BRIEF -> Locate every line in the records below that holds the word "enum" and return each one.

PROVIDED ENTRIES Start Marker

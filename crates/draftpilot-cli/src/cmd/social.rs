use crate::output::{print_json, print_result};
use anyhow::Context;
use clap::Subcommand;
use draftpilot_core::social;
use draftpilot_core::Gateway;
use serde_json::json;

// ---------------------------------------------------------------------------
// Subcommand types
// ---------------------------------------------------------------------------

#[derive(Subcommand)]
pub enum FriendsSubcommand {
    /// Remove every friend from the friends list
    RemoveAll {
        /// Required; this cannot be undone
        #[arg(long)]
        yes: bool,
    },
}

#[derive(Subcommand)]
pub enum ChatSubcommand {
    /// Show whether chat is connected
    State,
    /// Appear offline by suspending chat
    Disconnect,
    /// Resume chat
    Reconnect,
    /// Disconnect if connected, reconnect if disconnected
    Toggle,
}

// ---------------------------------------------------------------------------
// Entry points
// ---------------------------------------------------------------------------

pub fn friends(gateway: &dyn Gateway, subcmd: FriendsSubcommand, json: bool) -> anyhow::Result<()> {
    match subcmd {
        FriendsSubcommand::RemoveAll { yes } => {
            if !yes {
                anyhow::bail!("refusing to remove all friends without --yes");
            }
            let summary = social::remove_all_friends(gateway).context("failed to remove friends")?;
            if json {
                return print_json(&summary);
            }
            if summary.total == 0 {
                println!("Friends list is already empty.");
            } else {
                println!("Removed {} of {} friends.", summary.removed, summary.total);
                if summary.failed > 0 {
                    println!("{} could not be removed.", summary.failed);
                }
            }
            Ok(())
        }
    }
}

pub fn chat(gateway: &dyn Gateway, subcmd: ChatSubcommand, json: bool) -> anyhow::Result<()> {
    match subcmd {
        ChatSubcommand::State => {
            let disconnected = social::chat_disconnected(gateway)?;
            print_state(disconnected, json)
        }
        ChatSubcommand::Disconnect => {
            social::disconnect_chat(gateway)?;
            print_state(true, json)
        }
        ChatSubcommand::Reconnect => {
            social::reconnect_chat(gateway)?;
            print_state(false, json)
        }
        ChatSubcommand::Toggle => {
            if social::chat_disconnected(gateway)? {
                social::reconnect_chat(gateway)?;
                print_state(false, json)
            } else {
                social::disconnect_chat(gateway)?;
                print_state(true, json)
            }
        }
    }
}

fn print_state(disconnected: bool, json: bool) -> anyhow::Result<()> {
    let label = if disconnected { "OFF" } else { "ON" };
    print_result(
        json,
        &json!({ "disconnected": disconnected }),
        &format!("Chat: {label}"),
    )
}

PROVIDED ENTRIES End Marker

TASK RESULT ->
pub enum FriendsSubcommand {
pub enum ChatSubcommand {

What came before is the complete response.